## Goal of the exercise:
Look through the listing for the string "MagicReadFail" and copy out every line that holds it.

## Data provided:
·····
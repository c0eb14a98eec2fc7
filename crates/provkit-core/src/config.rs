//! Tool configuration file.

use std::path::Path;

use anyhow::{Context, Result};
use serde::{Deserialize, Serialize};

use crate::session::SessionConfig;
use crate::transport::{RetryPolicy, SerialConfig, SerialConnector};

/// Everything a provisioning station needs, as one TOML document.
///
/// ```toml
/// [serial]
/// port = "/dev/ttyUSB0"
/// baud_rate = 115200
///
/// [session]
/// max_no_progress = 5
/// inactivity_timeout_secs = 30
/// ```
#[derive(Debug, Default, Clone, PartialEq, Eq, Serialize, Deserialize)]
#[serde(default)]
pub struct ToolConfig {
    pub serial: SerialConfig,
    pub session: SessionConfig,
    /// Retry applied to each serial write.
    pub write_retry: RetryPolicy,
}

impl ToolConfig {
    /// Load configuration from a TOML file
    pub fn load_from_file<P: AsRef<Path>>(path: P) -> Result<Self> {
        let path = path.as_ref();
        let content = std::fs::read_to_string(path)
            .with_context(|| format!("reading {}", path.display()))?;
        let config: ToolConfig =
            toml::from_str(&content).with_context(|| format!("parsing {}", path.display()))?;
        Ok(config)
    }

    /// Save configuration to a TOML file
    pub fn save_to_file<P: AsRef<Path>>(&self, path: P) -> Result<()> {
        let content = toml::to_string_pretty(self)?;
        std::fs::write(path, content)?;
        Ok(())
    }

    /// Serial connector honouring the configured retry policies.
    pub fn connector(&self) -> SerialConnector {
        SerialConnector::new(self.serial.clone())
            .with_open_retry(self.session.open_retry.clone())
            .with_write_retry(self.write_retry.clone())
    }
}
//! Command and device status vocabulary.

use std::fmt;

use super::constants::*;

/// Commands understood by the device firmware.
#[derive(Debug, Clone, Copy, PartialEq, Eq, Hash)]
#[repr(u16)]
pub enum Command {
    HidRequest = CMD_HID_REQUEST,
    HidResponse = CMD_HID_RESPONSE,
    LicensePutRequest = CMD_LICENSE_PUT_REQUEST,
    LicensePutResponse = CMD_LICENSE_PUT_RESPONSE,
    LicenseGetRequest = CMD_LICENSE_GET_REQUEST,
    LicenseCleanRequest = CMD_LICENSE_CLEAN_REQUEST,
    LicenseCleanResponse = CMD_LICENSE_CLEAN_RESPONSE,
    ResetResponse = CMD_RESET_RESPONSE,
}

/// Message class carried in bits 7..6 of a command.
#[derive(Debug, Clone, Copy, PartialEq, Eq)]
pub enum MessageClass {
    /// Peer must answer.
    Request,
    /// Peer acts but does not answer.
    NonResponse,
    /// Answer to a request.
    Response,
    /// Request could not be processed.
    Reset,
}

impl Command {
    pub const ALL: [Command; 8] = [
        Command::HidRequest,
        Command::HidResponse,
        Command::LicensePutRequest,
        Command::LicensePutResponse,
        Command::LicenseGetRequest,
        Command::LicenseCleanRequest,
        Command::LicenseCleanResponse,
        Command::ResetResponse,
    ];

    /// Wire value.
    pub const fn code(self) -> u16 {
        self as u16
    }

    pub fn from_code(code: u16) -> Option<Self> {
        Self::ALL.into_iter().find(|c| c.code() == code)
    }

    /// Snake-case name used in logs.
    pub fn name(self) -> &'static str {
        match self {
            Command::HidRequest => "hid_request",
            Command::HidResponse => "hid_response",
            Command::LicensePutRequest => "license_put_request",
            Command::LicensePutResponse => "license_put_response",
            Command::LicenseGetRequest => "license_get_request",
            Command::LicenseCleanRequest => "license_clean_request",
            Command::LicenseCleanResponse => "license_clean_response",
            Command::ResetResponse => "reset_response",
        }
    }

    pub fn class(self) -> MessageClass {
        MessageClass::of(self.code())
    }

    /// Response the device sends for a host request.
    pub fn response(self) -> Option<Command> {
        match self {
            Command::HidRequest => Some(Command::HidResponse),
            Command::LicensePutRequest => Some(Command::LicensePutResponse),
            Command::LicenseCleanRequest => Some(Command::LicenseCleanResponse),
            _ => None,
        }
    }
}

impl MessageClass {
    /// Class of an arbitrary command code, known or not.
    pub fn of(code: u16) -> Self {
        match (code & CMD_CLASS_MASK) >> 6 {
            0b00 => MessageClass::Request,
            0b01 => MessageClass::NonResponse,
            0b10 => MessageClass::Response,
            _ => MessageClass::Reset,
        }
    }
}

impl fmt::Display for Command {
    fn fmt(&self, f: &mut fmt::Formatter<'_>) -> fmt::Result {
        write!(f, "{}(0x{:04X})", self.name(), self.code())
    }
}

/// Status byte reported by the device in the data field of a response.
#[derive(Debug, Clone, Copy, PartialEq, Eq, Hash)]
#[repr(u8)]
pub enum ErrorCode {
    ProcessOk = STATUS_PROCESS_OK,
    ReadHidFail = 0x01,
    ComponentIdMismatch = 0x02,
    NullPointer = 0x03,
    LicenseSizeInvalid = 0x04,
    Sm4InitFail = 0x05,
    DecryptFail = 0x06,
    BodyLengthInvalid = 0x07,
    HidVerifyFail = 0x08,
    NotEnoughParameters = 0x09,
    ComponentIdNotInTable = 0x0A,
    FlashPartitionInvalid = 0x0B,
    MagicAllocFail = 0x0C,
    MagicReadFail = 0x0D,
    MagicWriteFail = 0x0E,
    FlashEraseFail = 0x0F,
    WriteFail = 0x10,
    ReadPointerNull = 0x11,
    ReadFail = 0x12,
    UartNoHeader = 0x14,
    UartReceiveTimeout = 0x15,
    UartChecksumFail = 0x16,
    CommandError = 0x17,
}

impl ErrorCode {
    pub const ALL: [ErrorCode; 23] = [
        ErrorCode::ProcessOk,
        ErrorCode::ReadHidFail,
        ErrorCode::ComponentIdMismatch,
        ErrorCode::NullPointer,
        ErrorCode::LicenseSizeInvalid,
        ErrorCode::Sm4InitFail,
        ErrorCode::DecryptFail,
        ErrorCode::BodyLengthInvalid,
        ErrorCode::HidVerifyFail,
        ErrorCode::NotEnoughParameters,
        ErrorCode::ComponentIdNotInTable,
        ErrorCode::FlashPartitionInvalid,
        ErrorCode::MagicAllocFail,
        ErrorCode::MagicReadFail,
        ErrorCode::MagicWriteFail,
        ErrorCode::FlashEraseFail,
        ErrorCode::WriteFail,
        ErrorCode::ReadPointerNull,
        ErrorCode::ReadFail,
        ErrorCode::UartNoHeader,
        ErrorCode::UartReceiveTimeout,
        ErrorCode::UartChecksumFail,
        ErrorCode::CommandError,
    ];

    pub const fn byte(self) -> u8 {
        self as u8
    }

    pub fn from_byte(byte: u8) -> Option<Self> {
        Self::ALL.into_iter().find(|c| c.byte() == byte)
    }

    pub fn is_ok(self) -> bool {
        self == ErrorCode::ProcessOk
    }

    pub fn description(self) -> &'static str {
        match self {
            ErrorCode::ProcessOk => "process ok",
            ErrorCode::ReadHidFail => "failed to read HID",
            ErrorCode::ComponentIdMismatch => "component id does not match",
            ErrorCode::NullPointer => "null pointer",
            ErrorCode::LicenseSizeInvalid => "invalid license size",
            ErrorCode::Sm4InitFail => "SM4 init failed",
            ErrorCode::DecryptFail => "license decrypt failed",
            ErrorCode::BodyLengthInvalid => "invalid license body length",
            ErrorCode::HidVerifyFail => "HID verification failed",
            ErrorCode::NotEnoughParameters => "not enough parameters",
            ErrorCode::ComponentIdNotInTable => "component id not in table",
            ErrorCode::FlashPartitionInvalid => "invalid flash partition",
            ErrorCode::MagicAllocFail => "magic allocation failed",
            ErrorCode::MagicReadFail => "magic read failed",
            ErrorCode::MagicWriteFail => "magic write failed",
            ErrorCode::FlashEraseFail => "flash erase failed",
            ErrorCode::WriteFail => "license write failed",
            ErrorCode::ReadPointerNull => "read pointer is null",
            ErrorCode::ReadFail => "license read failed",
            ErrorCode::UartNoHeader => "UART frame without header",
            ErrorCode::UartReceiveTimeout => "UART receive timeout",
            ErrorCode::UartChecksumFail => "UART checksum failed",
            ErrorCode::CommandError => "command error",
        }
    }
}

impl fmt::Display for ErrorCode {
    fn fmt(&self, f: &mut fmt::Formatter<'_>) -> fmt::Result {
        write!(f, "{} (0x{:02X})", self.description(), self.byte())
    }
}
·····
## Written solution:
    MagicReadFail = 0x0D,
        ErrorCode::MagicReadFail,
            ErrorCode::MagicReadFail => "magic read failed",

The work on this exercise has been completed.